PROBLEM TO SOLVE
State how many lines of the entries hold the string "enum". Reply with the number alone.

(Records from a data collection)
◆ ◆ ◆

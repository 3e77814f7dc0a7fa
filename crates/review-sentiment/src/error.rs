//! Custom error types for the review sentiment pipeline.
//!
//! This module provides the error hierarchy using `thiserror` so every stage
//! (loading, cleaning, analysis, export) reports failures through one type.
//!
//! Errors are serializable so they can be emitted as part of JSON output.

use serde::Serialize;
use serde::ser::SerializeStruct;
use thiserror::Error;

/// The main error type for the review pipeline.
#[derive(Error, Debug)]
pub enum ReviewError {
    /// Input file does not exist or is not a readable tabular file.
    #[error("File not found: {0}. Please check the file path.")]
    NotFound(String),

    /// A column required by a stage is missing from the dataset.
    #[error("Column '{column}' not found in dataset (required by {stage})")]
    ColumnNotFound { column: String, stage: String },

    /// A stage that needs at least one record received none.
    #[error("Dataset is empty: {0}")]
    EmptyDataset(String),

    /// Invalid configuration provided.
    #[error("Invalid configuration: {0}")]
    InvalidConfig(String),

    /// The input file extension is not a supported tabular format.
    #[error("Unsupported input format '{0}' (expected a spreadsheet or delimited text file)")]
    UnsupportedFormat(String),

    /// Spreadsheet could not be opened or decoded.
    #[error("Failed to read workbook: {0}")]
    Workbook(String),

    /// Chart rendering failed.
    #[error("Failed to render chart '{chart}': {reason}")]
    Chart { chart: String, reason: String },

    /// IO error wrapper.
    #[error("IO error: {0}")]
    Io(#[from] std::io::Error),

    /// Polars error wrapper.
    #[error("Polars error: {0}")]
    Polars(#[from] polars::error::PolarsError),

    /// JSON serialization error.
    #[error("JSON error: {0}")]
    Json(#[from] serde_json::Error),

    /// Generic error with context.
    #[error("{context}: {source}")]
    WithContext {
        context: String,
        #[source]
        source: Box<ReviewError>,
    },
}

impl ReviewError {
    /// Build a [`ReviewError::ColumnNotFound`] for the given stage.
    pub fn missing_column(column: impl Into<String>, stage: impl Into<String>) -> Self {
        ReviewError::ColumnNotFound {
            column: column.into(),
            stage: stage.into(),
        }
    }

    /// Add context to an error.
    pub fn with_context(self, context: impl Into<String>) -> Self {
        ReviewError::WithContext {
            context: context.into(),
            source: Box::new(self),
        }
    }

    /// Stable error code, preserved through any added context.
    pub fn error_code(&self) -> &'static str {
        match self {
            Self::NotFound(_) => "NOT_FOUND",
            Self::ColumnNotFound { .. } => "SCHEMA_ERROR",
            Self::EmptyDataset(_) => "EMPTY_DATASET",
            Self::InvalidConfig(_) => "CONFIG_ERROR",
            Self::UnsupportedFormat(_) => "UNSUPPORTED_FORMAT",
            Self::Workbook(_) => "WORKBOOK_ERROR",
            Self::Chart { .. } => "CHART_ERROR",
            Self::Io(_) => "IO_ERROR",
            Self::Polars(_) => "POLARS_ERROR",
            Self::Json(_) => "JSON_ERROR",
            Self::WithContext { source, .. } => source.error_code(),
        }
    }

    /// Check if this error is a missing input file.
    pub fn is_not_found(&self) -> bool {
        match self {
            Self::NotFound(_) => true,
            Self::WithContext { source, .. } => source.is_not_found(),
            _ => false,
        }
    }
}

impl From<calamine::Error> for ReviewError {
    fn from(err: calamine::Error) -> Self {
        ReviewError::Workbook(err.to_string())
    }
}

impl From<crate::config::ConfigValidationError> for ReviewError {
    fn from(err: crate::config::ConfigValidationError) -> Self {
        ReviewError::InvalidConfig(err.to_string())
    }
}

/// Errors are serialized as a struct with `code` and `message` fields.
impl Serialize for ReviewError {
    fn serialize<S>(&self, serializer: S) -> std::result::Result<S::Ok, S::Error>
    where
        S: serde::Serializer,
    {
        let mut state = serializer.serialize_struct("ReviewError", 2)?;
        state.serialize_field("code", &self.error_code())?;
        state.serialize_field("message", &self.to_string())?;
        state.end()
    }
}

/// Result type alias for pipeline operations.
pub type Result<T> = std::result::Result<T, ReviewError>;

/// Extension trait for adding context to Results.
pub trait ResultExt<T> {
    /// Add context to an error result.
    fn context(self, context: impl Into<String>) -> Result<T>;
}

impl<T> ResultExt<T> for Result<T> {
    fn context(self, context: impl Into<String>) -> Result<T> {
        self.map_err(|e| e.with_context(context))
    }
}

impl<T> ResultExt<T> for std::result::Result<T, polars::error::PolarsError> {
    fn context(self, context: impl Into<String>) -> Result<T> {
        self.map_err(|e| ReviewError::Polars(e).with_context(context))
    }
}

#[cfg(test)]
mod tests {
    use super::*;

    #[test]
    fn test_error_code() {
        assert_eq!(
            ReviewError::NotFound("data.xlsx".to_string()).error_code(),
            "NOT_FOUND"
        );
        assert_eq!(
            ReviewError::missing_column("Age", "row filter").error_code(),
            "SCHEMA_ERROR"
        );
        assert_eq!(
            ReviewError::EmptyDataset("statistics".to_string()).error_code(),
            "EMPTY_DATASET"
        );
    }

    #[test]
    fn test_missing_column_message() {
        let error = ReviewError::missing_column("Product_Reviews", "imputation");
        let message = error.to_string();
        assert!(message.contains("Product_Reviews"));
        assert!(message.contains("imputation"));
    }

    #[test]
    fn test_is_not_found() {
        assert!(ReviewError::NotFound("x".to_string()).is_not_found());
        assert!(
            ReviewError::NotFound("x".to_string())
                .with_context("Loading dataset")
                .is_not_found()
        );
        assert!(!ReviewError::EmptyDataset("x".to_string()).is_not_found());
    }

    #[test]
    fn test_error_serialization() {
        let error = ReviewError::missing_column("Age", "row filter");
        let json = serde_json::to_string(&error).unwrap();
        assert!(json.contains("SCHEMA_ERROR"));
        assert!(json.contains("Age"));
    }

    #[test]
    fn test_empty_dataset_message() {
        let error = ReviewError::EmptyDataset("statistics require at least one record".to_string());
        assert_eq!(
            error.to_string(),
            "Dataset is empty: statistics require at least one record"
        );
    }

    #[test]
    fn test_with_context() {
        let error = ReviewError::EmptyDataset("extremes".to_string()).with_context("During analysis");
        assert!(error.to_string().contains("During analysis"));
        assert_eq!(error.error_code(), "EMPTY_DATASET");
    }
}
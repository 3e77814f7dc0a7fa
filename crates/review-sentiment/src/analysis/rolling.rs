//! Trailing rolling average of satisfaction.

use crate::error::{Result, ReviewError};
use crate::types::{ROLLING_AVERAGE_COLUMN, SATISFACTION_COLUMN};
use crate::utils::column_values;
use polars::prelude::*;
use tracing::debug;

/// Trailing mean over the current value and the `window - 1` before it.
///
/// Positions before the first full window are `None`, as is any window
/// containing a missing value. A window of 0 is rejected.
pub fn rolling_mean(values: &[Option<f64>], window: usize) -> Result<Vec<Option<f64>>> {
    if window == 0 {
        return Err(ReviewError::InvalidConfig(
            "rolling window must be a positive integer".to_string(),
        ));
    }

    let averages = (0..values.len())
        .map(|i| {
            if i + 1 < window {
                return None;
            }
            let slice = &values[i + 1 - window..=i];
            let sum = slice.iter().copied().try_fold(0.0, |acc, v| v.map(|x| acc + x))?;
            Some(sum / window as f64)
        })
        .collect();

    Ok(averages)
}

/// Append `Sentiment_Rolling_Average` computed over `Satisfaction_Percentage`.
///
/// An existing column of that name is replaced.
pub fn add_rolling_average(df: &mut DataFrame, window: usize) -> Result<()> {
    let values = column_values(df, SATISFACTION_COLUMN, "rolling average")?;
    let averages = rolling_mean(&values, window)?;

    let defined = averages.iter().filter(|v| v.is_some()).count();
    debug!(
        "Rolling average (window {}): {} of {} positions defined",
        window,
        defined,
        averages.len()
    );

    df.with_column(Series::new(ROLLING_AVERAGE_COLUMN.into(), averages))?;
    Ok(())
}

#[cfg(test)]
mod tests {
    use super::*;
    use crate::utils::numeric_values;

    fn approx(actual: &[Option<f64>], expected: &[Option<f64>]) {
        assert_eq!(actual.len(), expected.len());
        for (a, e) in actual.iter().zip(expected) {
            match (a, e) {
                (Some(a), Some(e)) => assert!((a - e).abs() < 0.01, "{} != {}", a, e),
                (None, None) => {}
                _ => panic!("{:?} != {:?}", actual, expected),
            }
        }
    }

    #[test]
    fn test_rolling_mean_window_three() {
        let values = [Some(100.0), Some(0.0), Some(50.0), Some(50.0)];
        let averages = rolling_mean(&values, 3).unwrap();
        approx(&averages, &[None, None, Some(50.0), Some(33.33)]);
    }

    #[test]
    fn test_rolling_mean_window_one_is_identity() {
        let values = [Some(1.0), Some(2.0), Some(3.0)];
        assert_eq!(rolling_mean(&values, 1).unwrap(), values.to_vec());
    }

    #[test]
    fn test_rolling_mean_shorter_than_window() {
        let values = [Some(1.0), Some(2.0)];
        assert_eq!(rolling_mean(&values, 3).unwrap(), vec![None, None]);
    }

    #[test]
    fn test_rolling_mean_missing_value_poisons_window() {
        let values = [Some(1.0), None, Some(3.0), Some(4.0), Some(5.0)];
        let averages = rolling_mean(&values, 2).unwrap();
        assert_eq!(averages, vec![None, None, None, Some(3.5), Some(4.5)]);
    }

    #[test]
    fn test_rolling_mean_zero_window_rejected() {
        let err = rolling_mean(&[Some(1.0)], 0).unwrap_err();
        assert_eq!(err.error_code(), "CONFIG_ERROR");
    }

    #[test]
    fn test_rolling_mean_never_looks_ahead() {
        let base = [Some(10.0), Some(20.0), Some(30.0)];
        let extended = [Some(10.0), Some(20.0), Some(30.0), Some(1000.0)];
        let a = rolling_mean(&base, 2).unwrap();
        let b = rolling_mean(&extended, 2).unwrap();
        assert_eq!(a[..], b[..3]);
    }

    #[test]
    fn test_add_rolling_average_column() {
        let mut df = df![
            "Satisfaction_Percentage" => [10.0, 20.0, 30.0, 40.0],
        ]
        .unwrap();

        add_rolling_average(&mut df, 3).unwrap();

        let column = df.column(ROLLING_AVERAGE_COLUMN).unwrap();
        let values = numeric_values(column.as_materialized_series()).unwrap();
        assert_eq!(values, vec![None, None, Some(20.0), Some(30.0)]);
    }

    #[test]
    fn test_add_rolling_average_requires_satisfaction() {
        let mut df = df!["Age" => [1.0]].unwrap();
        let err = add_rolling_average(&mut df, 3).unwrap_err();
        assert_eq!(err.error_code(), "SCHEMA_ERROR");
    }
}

◆ ◆ ◆

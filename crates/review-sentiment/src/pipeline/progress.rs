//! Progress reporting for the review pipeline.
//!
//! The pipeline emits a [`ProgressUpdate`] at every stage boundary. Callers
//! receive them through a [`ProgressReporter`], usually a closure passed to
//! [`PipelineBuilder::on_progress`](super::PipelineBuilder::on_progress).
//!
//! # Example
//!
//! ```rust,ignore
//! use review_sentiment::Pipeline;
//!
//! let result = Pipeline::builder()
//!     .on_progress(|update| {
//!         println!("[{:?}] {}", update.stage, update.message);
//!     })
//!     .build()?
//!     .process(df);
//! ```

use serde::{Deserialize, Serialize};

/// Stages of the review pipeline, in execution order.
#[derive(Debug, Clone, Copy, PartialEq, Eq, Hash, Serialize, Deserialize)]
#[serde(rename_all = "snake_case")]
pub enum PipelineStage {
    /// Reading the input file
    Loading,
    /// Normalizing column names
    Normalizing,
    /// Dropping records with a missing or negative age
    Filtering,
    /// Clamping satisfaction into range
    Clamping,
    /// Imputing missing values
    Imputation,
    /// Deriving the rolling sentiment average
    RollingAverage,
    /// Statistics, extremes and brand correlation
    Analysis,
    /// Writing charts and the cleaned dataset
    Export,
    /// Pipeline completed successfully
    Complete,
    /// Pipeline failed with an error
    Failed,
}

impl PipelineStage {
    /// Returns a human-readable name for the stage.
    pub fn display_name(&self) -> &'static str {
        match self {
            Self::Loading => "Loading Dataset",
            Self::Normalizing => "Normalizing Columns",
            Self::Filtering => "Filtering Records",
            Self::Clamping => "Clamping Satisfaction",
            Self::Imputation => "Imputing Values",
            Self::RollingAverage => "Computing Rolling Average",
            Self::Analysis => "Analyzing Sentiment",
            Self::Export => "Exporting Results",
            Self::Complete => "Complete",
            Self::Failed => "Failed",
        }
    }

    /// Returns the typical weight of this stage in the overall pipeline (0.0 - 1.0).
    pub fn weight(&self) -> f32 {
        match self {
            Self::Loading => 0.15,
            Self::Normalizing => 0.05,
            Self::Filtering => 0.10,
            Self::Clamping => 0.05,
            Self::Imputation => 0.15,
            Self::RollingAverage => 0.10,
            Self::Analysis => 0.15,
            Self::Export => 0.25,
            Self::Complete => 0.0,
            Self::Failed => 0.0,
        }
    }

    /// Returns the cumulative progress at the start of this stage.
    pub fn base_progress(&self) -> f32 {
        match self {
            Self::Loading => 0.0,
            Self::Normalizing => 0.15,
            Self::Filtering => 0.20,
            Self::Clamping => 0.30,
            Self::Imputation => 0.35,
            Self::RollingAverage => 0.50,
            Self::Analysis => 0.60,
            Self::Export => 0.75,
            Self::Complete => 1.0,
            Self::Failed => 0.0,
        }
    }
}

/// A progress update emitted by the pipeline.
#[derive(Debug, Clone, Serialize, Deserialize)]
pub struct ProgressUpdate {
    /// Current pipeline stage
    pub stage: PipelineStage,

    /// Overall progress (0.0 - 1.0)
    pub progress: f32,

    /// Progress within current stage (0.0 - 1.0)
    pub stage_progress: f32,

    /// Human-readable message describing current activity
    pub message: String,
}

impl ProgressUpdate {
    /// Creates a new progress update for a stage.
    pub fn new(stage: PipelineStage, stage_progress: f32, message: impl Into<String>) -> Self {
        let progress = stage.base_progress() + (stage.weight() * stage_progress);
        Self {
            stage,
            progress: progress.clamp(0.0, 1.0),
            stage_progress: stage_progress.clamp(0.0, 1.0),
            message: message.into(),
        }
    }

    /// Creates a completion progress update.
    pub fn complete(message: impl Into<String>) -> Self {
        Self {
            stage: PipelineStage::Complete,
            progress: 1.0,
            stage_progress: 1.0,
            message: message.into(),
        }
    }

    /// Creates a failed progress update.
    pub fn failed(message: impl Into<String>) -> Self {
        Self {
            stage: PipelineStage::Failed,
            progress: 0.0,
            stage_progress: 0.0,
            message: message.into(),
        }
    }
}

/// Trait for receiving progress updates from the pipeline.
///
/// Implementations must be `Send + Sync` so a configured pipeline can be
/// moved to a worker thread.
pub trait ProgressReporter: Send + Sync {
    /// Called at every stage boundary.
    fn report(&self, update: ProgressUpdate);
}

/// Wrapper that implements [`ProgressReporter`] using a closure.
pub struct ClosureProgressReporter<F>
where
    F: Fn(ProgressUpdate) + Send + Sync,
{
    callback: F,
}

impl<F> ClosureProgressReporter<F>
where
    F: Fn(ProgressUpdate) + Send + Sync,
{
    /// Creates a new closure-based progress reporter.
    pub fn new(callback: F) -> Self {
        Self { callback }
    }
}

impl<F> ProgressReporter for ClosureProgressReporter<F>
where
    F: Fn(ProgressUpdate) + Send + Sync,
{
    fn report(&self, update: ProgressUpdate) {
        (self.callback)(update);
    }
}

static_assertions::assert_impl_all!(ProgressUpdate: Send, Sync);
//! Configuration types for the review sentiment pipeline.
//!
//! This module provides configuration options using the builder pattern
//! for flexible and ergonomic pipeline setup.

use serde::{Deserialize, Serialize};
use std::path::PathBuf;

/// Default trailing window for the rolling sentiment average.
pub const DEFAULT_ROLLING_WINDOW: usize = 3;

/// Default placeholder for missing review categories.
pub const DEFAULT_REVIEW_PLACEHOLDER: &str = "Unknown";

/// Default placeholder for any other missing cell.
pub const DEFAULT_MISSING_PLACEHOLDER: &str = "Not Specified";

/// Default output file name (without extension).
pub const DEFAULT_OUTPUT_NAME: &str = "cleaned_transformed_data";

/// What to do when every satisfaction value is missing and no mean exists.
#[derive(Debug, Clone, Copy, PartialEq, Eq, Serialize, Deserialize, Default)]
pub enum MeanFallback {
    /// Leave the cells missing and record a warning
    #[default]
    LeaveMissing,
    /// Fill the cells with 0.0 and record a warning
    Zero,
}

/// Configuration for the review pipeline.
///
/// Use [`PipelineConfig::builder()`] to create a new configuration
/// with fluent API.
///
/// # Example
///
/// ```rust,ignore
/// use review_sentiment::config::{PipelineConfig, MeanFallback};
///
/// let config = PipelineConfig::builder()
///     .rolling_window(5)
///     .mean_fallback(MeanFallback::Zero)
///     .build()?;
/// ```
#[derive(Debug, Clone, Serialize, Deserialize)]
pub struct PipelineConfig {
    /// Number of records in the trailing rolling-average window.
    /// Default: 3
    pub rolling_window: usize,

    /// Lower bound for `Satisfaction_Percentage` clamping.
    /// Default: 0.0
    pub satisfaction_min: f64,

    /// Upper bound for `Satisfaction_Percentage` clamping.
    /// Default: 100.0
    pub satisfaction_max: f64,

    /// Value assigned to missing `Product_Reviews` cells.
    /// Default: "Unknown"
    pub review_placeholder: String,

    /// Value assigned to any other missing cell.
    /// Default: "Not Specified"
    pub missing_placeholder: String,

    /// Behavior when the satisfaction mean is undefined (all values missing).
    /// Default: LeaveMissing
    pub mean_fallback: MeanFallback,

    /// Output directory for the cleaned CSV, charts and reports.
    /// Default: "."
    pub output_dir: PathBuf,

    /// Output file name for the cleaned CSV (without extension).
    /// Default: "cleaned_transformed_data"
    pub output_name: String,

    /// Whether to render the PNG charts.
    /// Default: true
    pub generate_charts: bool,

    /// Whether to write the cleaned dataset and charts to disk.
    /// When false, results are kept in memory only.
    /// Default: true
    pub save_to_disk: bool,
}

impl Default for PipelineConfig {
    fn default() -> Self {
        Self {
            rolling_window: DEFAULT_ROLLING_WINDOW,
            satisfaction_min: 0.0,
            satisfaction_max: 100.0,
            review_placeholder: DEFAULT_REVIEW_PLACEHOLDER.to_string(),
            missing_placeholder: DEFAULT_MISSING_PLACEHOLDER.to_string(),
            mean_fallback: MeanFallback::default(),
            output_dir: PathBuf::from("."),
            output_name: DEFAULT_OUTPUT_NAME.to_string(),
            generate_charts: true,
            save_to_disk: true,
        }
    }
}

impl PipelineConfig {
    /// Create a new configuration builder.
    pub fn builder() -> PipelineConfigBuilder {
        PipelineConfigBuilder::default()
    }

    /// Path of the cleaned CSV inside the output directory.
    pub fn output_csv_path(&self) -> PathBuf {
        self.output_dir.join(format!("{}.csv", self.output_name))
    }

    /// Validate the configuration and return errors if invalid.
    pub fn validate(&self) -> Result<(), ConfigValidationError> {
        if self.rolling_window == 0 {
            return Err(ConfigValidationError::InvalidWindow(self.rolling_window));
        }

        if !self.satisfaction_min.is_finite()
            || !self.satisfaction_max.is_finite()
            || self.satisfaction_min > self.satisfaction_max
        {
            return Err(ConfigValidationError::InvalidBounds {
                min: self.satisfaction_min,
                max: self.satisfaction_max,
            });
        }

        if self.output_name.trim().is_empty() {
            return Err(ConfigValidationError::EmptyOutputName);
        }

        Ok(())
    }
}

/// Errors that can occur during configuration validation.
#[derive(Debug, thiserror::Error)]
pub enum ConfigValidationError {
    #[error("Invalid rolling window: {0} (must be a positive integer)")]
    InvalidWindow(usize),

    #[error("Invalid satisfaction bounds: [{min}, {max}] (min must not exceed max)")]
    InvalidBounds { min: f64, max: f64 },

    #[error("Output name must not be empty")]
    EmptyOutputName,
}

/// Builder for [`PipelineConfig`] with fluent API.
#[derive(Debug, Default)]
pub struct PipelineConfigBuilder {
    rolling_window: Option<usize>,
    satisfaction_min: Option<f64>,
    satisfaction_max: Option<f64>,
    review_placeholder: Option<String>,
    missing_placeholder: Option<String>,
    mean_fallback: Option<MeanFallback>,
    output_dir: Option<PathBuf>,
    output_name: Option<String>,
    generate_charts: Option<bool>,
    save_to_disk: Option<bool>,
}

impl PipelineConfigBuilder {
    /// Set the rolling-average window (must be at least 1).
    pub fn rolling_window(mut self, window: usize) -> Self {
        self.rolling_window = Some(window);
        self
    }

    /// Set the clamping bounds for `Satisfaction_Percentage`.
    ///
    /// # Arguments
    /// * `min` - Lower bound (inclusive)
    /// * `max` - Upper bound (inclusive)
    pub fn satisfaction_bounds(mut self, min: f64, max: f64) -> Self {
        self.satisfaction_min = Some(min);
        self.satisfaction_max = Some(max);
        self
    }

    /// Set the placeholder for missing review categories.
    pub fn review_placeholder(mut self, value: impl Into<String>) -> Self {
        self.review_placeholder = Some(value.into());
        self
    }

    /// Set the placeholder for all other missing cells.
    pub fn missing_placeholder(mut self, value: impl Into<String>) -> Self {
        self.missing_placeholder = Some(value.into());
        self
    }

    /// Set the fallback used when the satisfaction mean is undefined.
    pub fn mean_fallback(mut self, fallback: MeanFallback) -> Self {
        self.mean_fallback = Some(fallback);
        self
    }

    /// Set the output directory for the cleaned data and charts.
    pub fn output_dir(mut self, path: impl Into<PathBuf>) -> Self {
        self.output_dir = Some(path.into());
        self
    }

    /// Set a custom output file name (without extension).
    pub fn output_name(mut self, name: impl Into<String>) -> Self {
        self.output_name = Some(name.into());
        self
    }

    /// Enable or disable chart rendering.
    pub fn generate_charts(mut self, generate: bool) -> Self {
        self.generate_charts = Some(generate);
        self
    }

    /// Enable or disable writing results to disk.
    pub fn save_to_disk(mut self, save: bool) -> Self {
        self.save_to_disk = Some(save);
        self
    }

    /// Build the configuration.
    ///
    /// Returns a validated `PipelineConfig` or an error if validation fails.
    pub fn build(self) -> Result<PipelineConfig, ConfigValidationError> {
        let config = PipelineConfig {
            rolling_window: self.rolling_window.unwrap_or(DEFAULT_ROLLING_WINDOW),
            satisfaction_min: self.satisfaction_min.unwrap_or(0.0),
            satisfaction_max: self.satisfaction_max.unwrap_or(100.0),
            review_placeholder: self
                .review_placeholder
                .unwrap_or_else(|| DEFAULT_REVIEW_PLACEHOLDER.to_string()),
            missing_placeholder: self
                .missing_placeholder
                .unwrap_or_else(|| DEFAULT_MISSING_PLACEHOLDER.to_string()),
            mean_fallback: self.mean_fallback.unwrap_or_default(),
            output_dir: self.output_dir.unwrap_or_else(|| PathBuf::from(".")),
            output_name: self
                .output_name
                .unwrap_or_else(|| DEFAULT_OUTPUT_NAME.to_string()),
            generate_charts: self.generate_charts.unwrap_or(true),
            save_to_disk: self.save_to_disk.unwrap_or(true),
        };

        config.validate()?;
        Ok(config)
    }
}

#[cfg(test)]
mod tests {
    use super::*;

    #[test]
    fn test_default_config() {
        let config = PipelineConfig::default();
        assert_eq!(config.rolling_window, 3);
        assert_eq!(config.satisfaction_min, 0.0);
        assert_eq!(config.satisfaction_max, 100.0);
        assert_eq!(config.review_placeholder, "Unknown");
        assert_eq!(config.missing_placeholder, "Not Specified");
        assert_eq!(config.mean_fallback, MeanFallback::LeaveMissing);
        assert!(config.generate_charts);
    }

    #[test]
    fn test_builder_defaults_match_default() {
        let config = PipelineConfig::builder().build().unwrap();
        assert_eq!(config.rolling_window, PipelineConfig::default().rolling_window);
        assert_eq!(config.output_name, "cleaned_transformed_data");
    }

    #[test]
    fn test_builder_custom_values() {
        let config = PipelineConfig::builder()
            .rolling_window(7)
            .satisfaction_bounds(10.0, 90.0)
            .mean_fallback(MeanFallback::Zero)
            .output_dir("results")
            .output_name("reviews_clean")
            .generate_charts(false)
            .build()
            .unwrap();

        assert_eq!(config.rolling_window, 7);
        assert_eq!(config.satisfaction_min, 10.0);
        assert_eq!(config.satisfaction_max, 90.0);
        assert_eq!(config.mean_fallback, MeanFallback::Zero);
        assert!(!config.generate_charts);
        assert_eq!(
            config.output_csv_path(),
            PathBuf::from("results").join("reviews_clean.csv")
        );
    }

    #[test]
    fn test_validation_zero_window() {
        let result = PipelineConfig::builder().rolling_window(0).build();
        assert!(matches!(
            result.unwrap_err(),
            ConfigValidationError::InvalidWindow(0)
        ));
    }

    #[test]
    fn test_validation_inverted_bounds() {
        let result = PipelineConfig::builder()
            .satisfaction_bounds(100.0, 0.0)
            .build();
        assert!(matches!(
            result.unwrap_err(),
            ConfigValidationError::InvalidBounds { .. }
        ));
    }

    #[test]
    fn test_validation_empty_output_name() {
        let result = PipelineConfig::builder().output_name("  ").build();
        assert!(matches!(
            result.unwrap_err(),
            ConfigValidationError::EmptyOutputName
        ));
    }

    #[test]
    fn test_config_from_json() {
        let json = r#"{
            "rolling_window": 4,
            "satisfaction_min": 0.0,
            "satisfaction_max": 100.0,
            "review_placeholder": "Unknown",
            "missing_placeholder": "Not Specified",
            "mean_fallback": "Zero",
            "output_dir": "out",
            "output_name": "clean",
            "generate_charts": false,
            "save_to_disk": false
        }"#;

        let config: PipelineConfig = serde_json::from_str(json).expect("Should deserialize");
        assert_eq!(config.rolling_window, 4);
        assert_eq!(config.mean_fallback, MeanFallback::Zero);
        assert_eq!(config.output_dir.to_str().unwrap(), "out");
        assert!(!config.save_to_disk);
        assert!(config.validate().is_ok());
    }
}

◆ ◆ ◆

OUTPUT FOR THIS EXERCISE
4